» Exercise details
Say how many lines in this listing include the word "jiff", with no other words in the reply.

» Data

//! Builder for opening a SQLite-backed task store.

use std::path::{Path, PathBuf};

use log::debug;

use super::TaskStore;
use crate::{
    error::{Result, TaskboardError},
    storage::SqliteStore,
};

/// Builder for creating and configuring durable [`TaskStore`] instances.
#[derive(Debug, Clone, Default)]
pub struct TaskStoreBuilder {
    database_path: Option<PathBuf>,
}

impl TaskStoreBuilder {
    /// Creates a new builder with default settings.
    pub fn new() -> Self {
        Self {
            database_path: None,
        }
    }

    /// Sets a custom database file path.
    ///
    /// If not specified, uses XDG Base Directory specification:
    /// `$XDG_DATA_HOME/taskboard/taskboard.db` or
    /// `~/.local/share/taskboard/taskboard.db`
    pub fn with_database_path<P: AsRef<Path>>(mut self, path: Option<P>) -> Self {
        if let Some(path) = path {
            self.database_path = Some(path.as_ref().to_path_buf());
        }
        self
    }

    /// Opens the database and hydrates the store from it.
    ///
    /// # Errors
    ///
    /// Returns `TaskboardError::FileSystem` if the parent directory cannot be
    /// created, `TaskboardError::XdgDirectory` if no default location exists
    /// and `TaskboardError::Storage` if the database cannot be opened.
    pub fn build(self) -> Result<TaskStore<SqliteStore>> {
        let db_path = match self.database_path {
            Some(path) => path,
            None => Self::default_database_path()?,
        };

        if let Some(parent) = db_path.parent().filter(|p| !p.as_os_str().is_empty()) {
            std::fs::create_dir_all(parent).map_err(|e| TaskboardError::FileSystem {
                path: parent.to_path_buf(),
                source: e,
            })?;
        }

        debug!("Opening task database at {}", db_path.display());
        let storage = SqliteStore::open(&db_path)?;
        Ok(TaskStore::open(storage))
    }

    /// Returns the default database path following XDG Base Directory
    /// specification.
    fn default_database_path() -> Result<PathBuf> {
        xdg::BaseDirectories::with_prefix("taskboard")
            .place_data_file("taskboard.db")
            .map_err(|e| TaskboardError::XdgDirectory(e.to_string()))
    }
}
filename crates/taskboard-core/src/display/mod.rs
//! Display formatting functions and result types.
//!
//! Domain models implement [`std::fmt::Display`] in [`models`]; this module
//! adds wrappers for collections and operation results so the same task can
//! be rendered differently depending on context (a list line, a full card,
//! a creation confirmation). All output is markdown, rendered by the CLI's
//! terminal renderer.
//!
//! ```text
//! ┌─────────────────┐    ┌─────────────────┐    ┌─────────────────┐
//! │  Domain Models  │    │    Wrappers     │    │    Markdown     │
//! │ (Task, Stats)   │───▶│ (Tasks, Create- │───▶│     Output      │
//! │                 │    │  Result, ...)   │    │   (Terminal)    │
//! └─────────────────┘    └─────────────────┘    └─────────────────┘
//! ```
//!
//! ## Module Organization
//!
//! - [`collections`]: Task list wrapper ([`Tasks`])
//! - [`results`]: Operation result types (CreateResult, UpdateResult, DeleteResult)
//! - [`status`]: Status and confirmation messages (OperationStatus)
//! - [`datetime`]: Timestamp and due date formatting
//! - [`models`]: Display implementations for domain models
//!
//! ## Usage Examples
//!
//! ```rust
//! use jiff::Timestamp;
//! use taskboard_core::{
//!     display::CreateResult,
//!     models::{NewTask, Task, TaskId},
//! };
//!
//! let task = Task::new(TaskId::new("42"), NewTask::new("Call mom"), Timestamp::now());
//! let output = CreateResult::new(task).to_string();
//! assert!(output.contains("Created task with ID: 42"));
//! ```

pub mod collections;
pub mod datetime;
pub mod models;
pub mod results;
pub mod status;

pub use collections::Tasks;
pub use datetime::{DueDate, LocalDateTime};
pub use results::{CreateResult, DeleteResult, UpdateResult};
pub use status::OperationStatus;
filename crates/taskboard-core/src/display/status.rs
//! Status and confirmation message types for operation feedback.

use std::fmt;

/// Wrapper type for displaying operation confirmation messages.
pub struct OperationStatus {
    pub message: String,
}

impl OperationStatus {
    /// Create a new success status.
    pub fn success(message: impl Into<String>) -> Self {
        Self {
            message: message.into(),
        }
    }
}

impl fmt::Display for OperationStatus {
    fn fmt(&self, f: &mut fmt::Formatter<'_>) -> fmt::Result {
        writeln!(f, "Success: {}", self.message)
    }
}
* * *
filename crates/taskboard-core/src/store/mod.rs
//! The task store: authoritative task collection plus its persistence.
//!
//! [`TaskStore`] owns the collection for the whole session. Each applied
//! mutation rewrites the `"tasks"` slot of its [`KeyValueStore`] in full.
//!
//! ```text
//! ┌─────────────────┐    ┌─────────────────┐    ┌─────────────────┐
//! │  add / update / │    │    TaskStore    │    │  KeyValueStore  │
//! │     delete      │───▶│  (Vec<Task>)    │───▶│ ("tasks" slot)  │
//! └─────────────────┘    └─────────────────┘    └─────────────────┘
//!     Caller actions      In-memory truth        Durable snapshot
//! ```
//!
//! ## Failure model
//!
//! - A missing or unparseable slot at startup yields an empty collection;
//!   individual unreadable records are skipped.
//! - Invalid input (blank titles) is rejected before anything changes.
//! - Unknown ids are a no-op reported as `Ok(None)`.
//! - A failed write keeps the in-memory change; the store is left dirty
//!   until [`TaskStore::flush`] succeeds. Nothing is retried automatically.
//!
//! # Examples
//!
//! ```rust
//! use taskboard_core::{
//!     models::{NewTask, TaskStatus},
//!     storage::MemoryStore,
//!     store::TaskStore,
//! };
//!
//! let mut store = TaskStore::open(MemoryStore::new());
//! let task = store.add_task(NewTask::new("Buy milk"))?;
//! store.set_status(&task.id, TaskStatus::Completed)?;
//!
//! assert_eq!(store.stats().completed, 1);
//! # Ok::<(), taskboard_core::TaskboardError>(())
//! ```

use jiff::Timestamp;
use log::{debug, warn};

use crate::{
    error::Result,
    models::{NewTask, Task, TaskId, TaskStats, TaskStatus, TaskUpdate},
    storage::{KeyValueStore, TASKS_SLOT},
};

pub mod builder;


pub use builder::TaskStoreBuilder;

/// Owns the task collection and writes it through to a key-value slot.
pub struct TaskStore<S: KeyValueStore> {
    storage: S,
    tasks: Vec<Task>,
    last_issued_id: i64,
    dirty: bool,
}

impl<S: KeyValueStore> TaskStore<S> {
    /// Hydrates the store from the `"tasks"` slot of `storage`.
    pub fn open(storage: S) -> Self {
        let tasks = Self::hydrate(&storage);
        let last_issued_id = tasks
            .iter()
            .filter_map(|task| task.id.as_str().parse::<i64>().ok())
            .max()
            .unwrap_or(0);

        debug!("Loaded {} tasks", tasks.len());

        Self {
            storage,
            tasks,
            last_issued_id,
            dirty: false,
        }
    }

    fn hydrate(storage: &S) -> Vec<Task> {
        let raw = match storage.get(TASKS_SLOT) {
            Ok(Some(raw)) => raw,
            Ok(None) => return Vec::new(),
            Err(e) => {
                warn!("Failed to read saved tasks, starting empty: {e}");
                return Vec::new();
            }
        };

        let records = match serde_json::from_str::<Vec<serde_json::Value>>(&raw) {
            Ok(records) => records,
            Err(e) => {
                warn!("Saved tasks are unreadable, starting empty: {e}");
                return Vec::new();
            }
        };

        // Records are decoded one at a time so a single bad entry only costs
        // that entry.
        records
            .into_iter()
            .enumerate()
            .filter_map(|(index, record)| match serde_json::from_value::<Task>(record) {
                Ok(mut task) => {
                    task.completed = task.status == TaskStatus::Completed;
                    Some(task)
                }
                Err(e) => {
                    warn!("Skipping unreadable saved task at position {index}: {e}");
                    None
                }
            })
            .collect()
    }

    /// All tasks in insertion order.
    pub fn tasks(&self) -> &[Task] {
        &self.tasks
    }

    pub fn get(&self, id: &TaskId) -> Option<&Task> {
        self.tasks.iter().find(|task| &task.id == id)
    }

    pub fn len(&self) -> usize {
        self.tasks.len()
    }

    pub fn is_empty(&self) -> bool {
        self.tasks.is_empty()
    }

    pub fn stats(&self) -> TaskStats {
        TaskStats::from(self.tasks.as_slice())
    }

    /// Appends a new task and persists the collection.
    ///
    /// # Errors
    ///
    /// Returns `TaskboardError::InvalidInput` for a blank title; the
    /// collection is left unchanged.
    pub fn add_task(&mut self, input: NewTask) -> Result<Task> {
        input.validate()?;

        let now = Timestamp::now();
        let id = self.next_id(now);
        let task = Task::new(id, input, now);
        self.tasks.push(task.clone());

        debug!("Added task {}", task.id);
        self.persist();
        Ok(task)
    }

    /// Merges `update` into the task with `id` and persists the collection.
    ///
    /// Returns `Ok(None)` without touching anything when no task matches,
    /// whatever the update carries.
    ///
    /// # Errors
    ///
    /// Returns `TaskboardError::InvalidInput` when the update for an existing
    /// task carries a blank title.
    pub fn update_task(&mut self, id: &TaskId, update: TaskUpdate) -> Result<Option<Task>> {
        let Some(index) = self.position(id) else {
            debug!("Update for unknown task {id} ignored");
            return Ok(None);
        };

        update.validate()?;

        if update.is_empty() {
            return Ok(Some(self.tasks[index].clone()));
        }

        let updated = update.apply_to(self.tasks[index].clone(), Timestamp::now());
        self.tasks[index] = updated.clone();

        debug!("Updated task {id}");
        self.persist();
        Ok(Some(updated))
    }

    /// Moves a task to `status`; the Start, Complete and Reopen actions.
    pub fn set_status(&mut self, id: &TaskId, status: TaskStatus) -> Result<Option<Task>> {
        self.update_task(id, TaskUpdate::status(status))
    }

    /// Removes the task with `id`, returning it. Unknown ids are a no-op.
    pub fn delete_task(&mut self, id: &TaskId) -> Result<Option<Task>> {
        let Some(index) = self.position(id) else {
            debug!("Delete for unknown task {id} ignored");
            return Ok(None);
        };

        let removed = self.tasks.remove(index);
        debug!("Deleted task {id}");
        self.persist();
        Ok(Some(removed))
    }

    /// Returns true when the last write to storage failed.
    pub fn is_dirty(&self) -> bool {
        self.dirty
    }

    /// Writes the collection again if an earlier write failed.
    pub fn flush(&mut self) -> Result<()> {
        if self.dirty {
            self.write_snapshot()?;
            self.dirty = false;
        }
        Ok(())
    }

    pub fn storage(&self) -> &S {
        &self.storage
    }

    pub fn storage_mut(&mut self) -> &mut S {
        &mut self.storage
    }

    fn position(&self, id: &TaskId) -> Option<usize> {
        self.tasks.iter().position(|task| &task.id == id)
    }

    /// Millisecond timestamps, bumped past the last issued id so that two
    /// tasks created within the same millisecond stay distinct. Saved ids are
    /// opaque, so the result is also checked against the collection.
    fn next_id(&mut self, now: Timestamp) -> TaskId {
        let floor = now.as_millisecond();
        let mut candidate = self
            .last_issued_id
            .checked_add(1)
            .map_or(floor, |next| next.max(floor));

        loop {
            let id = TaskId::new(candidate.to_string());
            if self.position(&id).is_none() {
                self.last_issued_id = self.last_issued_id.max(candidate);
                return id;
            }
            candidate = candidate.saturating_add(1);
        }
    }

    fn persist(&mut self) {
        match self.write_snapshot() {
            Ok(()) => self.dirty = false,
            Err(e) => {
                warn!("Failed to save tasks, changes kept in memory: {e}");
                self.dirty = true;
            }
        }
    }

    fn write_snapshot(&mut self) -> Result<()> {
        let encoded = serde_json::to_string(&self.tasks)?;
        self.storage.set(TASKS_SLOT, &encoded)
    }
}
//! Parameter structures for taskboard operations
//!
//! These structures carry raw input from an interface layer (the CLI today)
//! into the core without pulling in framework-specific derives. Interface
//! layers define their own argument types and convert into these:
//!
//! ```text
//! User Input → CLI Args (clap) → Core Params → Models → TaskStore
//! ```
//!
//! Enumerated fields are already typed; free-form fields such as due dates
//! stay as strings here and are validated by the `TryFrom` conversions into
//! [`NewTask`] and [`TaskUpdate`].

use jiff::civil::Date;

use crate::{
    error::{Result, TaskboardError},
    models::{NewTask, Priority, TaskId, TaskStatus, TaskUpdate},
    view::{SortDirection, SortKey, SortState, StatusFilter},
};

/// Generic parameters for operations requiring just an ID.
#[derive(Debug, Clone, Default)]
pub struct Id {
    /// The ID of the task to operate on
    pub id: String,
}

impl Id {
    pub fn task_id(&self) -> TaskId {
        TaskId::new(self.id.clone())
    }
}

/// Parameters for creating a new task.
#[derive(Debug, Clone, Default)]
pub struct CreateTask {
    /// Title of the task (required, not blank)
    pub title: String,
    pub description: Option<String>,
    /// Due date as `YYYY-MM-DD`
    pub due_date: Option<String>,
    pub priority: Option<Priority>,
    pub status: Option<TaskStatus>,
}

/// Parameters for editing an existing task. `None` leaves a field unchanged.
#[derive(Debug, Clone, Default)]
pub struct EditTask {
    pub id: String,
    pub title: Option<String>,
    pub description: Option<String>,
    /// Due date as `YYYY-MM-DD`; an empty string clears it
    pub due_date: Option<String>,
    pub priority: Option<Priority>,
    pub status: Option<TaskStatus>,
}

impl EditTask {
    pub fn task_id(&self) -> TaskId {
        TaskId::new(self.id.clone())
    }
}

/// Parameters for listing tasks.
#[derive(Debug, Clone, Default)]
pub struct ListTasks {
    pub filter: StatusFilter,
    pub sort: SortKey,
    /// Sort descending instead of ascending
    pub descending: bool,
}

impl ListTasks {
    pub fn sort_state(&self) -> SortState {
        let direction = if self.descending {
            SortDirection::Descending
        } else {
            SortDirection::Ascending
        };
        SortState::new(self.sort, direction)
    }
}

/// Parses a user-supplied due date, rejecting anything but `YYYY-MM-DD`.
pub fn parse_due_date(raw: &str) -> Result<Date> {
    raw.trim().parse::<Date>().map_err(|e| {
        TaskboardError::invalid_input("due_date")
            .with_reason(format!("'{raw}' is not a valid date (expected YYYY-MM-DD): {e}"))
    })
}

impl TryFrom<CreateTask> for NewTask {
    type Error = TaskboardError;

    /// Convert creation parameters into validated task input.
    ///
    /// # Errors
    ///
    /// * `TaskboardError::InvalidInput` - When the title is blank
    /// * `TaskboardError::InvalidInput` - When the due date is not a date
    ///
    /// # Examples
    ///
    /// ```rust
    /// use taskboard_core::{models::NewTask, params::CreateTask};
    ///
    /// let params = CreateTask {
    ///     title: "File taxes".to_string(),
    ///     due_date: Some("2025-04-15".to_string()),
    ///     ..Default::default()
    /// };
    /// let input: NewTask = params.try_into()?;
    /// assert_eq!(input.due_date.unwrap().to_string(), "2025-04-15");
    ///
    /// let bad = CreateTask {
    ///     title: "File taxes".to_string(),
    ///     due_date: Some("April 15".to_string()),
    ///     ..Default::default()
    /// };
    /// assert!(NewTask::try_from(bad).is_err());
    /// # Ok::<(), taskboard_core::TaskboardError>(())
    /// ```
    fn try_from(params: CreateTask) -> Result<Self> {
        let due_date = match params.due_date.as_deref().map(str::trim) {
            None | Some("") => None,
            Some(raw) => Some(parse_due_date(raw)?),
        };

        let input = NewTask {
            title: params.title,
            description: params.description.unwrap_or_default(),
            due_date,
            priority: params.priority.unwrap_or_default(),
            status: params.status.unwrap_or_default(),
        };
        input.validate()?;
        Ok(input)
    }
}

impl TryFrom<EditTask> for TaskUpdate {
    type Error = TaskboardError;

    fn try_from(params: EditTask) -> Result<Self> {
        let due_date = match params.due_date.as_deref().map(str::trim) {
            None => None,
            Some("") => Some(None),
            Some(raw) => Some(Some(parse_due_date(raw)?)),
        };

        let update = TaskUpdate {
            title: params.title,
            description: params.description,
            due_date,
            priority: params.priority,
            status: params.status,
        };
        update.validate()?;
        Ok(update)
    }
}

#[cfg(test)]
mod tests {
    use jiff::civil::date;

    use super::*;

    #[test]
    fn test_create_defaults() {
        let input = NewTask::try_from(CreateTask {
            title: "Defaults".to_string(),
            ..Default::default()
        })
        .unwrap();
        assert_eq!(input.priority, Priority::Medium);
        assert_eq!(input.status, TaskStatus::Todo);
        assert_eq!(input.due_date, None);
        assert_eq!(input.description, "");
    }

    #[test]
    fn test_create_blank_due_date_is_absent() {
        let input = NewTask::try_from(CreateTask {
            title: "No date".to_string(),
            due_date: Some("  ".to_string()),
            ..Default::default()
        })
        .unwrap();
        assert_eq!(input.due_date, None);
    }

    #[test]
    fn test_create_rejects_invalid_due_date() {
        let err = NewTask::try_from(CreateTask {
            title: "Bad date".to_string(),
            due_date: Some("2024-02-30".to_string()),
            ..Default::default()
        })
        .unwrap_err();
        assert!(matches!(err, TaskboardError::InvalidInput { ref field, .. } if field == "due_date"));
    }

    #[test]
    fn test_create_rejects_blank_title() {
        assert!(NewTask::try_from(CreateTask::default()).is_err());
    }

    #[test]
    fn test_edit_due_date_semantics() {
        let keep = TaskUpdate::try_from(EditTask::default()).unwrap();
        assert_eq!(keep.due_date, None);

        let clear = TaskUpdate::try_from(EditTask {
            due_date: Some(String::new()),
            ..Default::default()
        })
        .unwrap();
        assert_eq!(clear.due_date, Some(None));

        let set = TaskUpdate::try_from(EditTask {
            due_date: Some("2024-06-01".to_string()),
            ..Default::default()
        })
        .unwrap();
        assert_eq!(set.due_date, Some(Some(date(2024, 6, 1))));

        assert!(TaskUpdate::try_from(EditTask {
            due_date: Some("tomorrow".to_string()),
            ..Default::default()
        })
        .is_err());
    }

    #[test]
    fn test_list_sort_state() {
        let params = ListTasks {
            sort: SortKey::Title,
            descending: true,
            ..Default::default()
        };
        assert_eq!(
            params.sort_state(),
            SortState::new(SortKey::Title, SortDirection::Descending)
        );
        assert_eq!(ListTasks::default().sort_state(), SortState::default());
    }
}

» Your solution
4